Buon pendolarismo a bassa temperatura… fino al prossimo picco.

Un commento

  1. volevo fare una considerazione che dovrebbe spronare tutti i pendolari che abitano Napoli e dintorni a lottare affinché tutti possano usufruire dei treni ad alta velocità. Lo stato ha costruito la TAV con i nostri soldi, noi come pendolari che hanno la “fortuna” di avere una stazione dell’alta velocità facilmente raggiungibile, dobbiamo pretendere di utilizzare questi treni.

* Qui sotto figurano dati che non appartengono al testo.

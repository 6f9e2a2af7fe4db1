//! Outbound Delegation Transport
//!
//! Builds the signed HTTP request for a delegation target and normalizes the
//! two accepted response shapes (bare payload and structured envelope) into
//! one internal form. The gateway and the async workers share this seam; the
//! production implementation rides on `reqwest`, tests script their own.

use std::future::Future;

use serde_json::Value;
use uuid::Uuid;

use super::signing;
use super::types::{DelegationError, DelegationTarget};

/// One delegation attempt as sent over the wire.
#[derive(Debug, Clone)]
pub struct DelegationRequest {
    /// Correlation id, stable across retries of the same job.
    pub request_id: Uuid,
    pub payload: Value,
    /// `(attempt, max_attempts)` for async deliveries; `None` for sync calls.
    pub attempt: Option<(u32, u32)>,
}

impl DelegationRequest {
    /// A synchronous, single-shot request with a fresh correlation id.
    #[must_use]
    pub fn sync(payload: Value) -> Self {
        Self {
            request_id: Uuid::new_v4(),
            payload,
            attempt: None,
        }
    }
}

/// Transport seam for delegated calls.
///
/// Implementations must not enforce their own overall deadline; callers race
/// `invoke` against an explicit timeout.
pub trait Transport: Send + Sync + 'static {
    fn invoke(
        &self,
        target: &DelegationTarget,
        request: &DelegationRequest,
    ) -> impl Future<Output = Result<Value, DelegationError>> + Send;
}

/// Production transport: signed `reqwest` POST to the target endpoint.
#[derive(Clone, Default)]
pub struct HttpTransport {
    client: reqwest::Client,
}

impl HttpTransport {
    #[must_use]
    pub fn new() -> Self {
        Self {
            client: reqwest::Client::new(),
        }
    }

    #[must_use]
    pub const fn from_client(client: reqwest::Client) -> Self {
        Self { client }
    }
}

impl Transport for HttpTransport {
    async fn invoke(
        &self,
        target: &DelegationTarget,
        request: &DelegationRequest,
    ) -> Result<Value, DelegationError> {
        let body = serde_json::to_vec(&request.payload)
            .map_err(|e| DelegationError::Transport(format!("payload serialize error: {e}")))?;

        let signature = signing::signature_header(&target.signing_secret, &body);
        let timestamp = chrono::Utc::now().timestamp().to_string();

        let mut req = self
            .client
            .post(&target.endpoint)
            .header("Content-Type", "application/json")
            .header("X-Delegation-Signature", signature)
            .header("X-Delegation-Capability", target.capability.as_str())
            .header("X-Delegation-Request-Id", request.request_id.to_string())
            .header("X-Delegation-Timestamp", &timestamp)
            // Advertise the deadline so endpoints can budget their work
            .header("X-Delegation-Timeout-Ms", target.timeout_ms.to_string());

        if let Some((attempt, max_attempts)) = request.attempt {
            req = req
                .header("X-Delegation-Attempt", attempt.to_string())
                .header("X-Delegation-Max-Attempts", max_attempts.to_string());
        }

        let response = req.body(body).send().await.map_err(|e| {
            if e.is_timeout() {
                DelegationError::Timeout(target.timeout_ms.max(0) as u64)
            } else {
                DelegationError::Transport(e.to_string())
            }
        })?;

        let status = response.status().as_u16();
        let bytes = response
            .bytes()
            .await
            .map_err(|e| DelegationError::Transport(e.to_string()))?;

        normalize_response(status, &bytes)
    }
}

/// Normalize an endpoint response into the internal payload form.
///
/// Accepted shapes:
/// - legacy bare payload: any JSON value, returned as-is
/// - structured envelope: `{ "success": bool, "data": … | "error": … }`
pub fn normalize_response(status: u16, body: &[u8]) -> Result<Value, DelegationError> {
    if !(200..300).contains(&status) {
        return Err(DelegationError::Remote(format!("HTTP {status}")));
    }

    let value: Value = if body.is_empty() {
        Value::Null
    } else {
        serde_json::from_slice(body)
            .map_err(|e| DelegationError::Validation(format!("invalid JSON body: {e}")))?
    };

    // Envelope form is detected by a boolean `success` field
    if let Some(success) = value.get("success").and_then(Value::as_bool) {
        if success {
            return Ok(value.get("data").cloned().unwrap_or(Value::Null));
        }
        let message = value
            .get("error")
            .map_or_else(|| "unspecified error".to_owned(), |e| match e {
                Value::String(s) => s.clone(),
                other => other.to_string(),
            });
        return Err(DelegationError::Remote(message));
    }

    Ok(value)
}

#[cfg(test)]
mod tests {
    use serde_json::json;

    use super::*;

    #[test]
    fn bare_payload_passes_through() {
        let body = serde_json::to_vec(&json!({"winners": ["a", "b"]})).unwrap();
        let value = normalize_response(200, &body).unwrap();
        assert_eq!(value, json!({"winners": ["a", "b"]}));
    }

    #[test]
    fn envelope_success_unwraps_data() {
        let body = serde_json::to_vec(&json!({"success": true, "data": {"n": 3}})).unwrap();
        let value = normalize_response(200, &body).unwrap();
        assert_eq!(value, json!({"n": 3}));
    }

    #[test]
    fn envelope_failure_is_a_remote_error() {
        let body = serde_json::to_vec(&json!({"success": false, "error": "out of prizes"})).unwrap();
        let err = normalize_response(200, &body).unwrap_err();
        assert!(matches!(err, DelegationError::Remote(msg) if msg == "out of prizes"));
    }

    #[test]
    fn non_success_status_is_a_remote_error() {
        let err = normalize_response(503, b"{}").unwrap_err();
        assert!(matches!(err, DelegationError::Remote(msg) if msg == "HTTP 503"));
    }

    #[test]
    fn malformed_body_is_a_validation_error() {
        let err = normalize_response(200, b"not json").unwrap_err();
        assert!(matches!(err, DelegationError::Validation(_)));
    }

    #[test]
    fn empty_body_normalizes_to_null() {
        assert_eq!(normalize_response(204, b"").unwrap(), Value::Null);
    }

    #[test]
    fn success_field_that_is_not_bool_is_bare_payload() {
        let body = serde_json::to_vec(&json!({"success": "yes"})).unwrap();
        let value = normalize_response(200, &body).unwrap();
        assert_eq!(value, json!({"success": "yes"}));
    }
}
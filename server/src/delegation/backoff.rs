//! Retry Scheduling
//!
//! Pure exponential-backoff computation with randomized jitter. Kept free of
//! clocks and I/O so retry timing is testable deterministically.

use std::time::Duration;

use rand::Rng;

/// Jitter applied to every computed delay: ±30%.
pub const DEFAULT_JITTER_RATIO: f64 = 0.3;

/// Exponential delay for the given attempt, capped, without jitter.
///
/// Attempt numbers are 1-based (the first retry is attempt 1); attempt 0
/// yields no delay.
#[must_use]
pub fn capped_exponential_ms(attempt: u32, base_ms: u64, cap_ms: u64) -> u64 {
    if attempt == 0 {
        return 0;
    }
    let exponential = 2u64.saturating_pow(attempt - 1);
    base_ms.saturating_mul(exponential).min(cap_ms)
}

/// Backoff delay for a retry attempt: capped exponential with ±`jitter_ratio`
/// randomized jitter to avoid synchronized retry storms.
#[must_use]
pub fn backoff(attempt: u32, base_ms: u64, cap_ms: u64, jitter_ratio: f64) -> Duration {
    backoff_from(&mut rand::thread_rng(), attempt, base_ms, cap_ms, jitter_ratio)
}

/// [`backoff`] with an explicit randomness source, for deterministic tests.
pub fn backoff_from<R: Rng>(
    rng: &mut R,
    attempt: u32,
    base_ms: u64,
    cap_ms: u64,
    jitter_ratio: f64,
) -> Duration {
    let delay_ms = capped_exponential_ms(attempt, base_ms, cap_ms);
    if delay_ms == 0 {
        return Duration::ZERO;
    }
    let ratio = jitter_ratio.clamp(0.0, 1.0);
    let factor = rng.gen_range(1.0 - ratio..=1.0 + ratio);
    Duration::from_millis((delay_ms as f64 * factor) as u64)
}

#[cfg(test)]
mod tests {
    use super::*;

    #[test]
    fn attempt_zero_has_no_delay() {
        assert_eq!(capped_exponential_ms(0, 500, 60_000), 0);
        assert_eq!(backoff(0, 500, 60_000, 0.3), Duration::ZERO);
    }

    #[test]
    fn exponential_growth_is_monotonic_up_to_cap() {
        let mut prev = 0;
        for attempt in 1..=16 {
            let d = capped_exponential_ms(attempt, 500, 60_000);
            assert!(d >= prev, "delay shrank at attempt {attempt}");
            assert!(d <= 60_000);
            prev = d;
        }
        // Well past the cap the delay stays pinned to it
        assert_eq!(capped_exponential_ms(40, 500, 60_000), 60_000);
    }

    #[test]
    fn exponential_doubles_before_cap() {
        assert_eq!(capped_exponential_ms(1, 500, 60_000), 500);
        assert_eq!(capped_exponential_ms(2, 500, 60_000), 1_000);
        assert_eq!(capped_exponential_ms(3, 500, 60_000), 2_000);
        assert_eq!(capped_exponential_ms(4, 500, 60_000), 4_000);
    }

    #[test]
    fn jitter_stays_within_thirty_percent_of_theoretical() {
        let mut rng = rand::thread_rng();
        for attempt in 1..=10 {
            let theoretical = capped_exponential_ms(attempt, 500, 60_000) as f64;
            for _ in 0..100 {
                let d = backoff_from(&mut rng, attempt, 500, 60_000, 0.3).as_millis() as f64;
                assert!(d >= (theoretical * 0.7).floor());
                assert!(d <= (theoretical * 1.3).ceil());
            }
        }
    }

    #[test]
    fn zero_jitter_is_exact() {
        let mut rng = rand::thread_rng();
        let d = backoff_from(&mut rng, 3, 500, 60_000, 0.0);
        assert_eq!(d, Duration::from_millis(2_000));
    }

    #[test]
    fn huge_attempts_do_not_overflow() {
        assert_eq!(capped_exponential_ms(u32::MAX, 500, 60_000), 60_000);
    }
}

Mettiamo da parte la filosofia che da sempre accompagna il popolo napoletano che è quella del cercare sempre di adattarsi al peggio, ma come si sa al peggio non c’e’ mai fine è de per questo che ‘o napulitan s’ fa sicc ma nun mor”.
    La nostra mentalità deve cambiare, come contribuente devo entrare nell’ordine di idee di dover utilizzare la TAV perché è lo strumento meno scomodo che ho per raggiungere il posto di lavoro.
    Le soluzioni alternative come IC ed in alcuni casi anche il diretto dovrebbero essere abbandonate totalmente da chi è costretto ad un viaggio così lungo per lavoro.
    La Tav riesce comunque a rendere la vita del pendolare meno faticosa e meno stressate per la frequenza e la puntualità che i treni stanno raggiungendo.
    Pertanto per me la soluzione è una sola ed è quella di creare casino ma è anche una soluzione poco praticabile finchè non entra nella testa della persone la mentalità di non doversi accontentare per forza ma di puntare sempre al meglio. I problemi però sono vasti in quanto ognuno fa orari diversi e giustamente deve dar conto al proprio capo. forse potremmo provare a salire sull’intercity tenendo conto della bassa frequenza di questi treni dei ritardi all’ordine del giorno e della loro sporchizia, contestualmente dovremmo far notare a chi di dovere il calo di abbonati sulla TAV dovuto ad una spesa che già ora per chi va a lavorare è diventata insostenibile.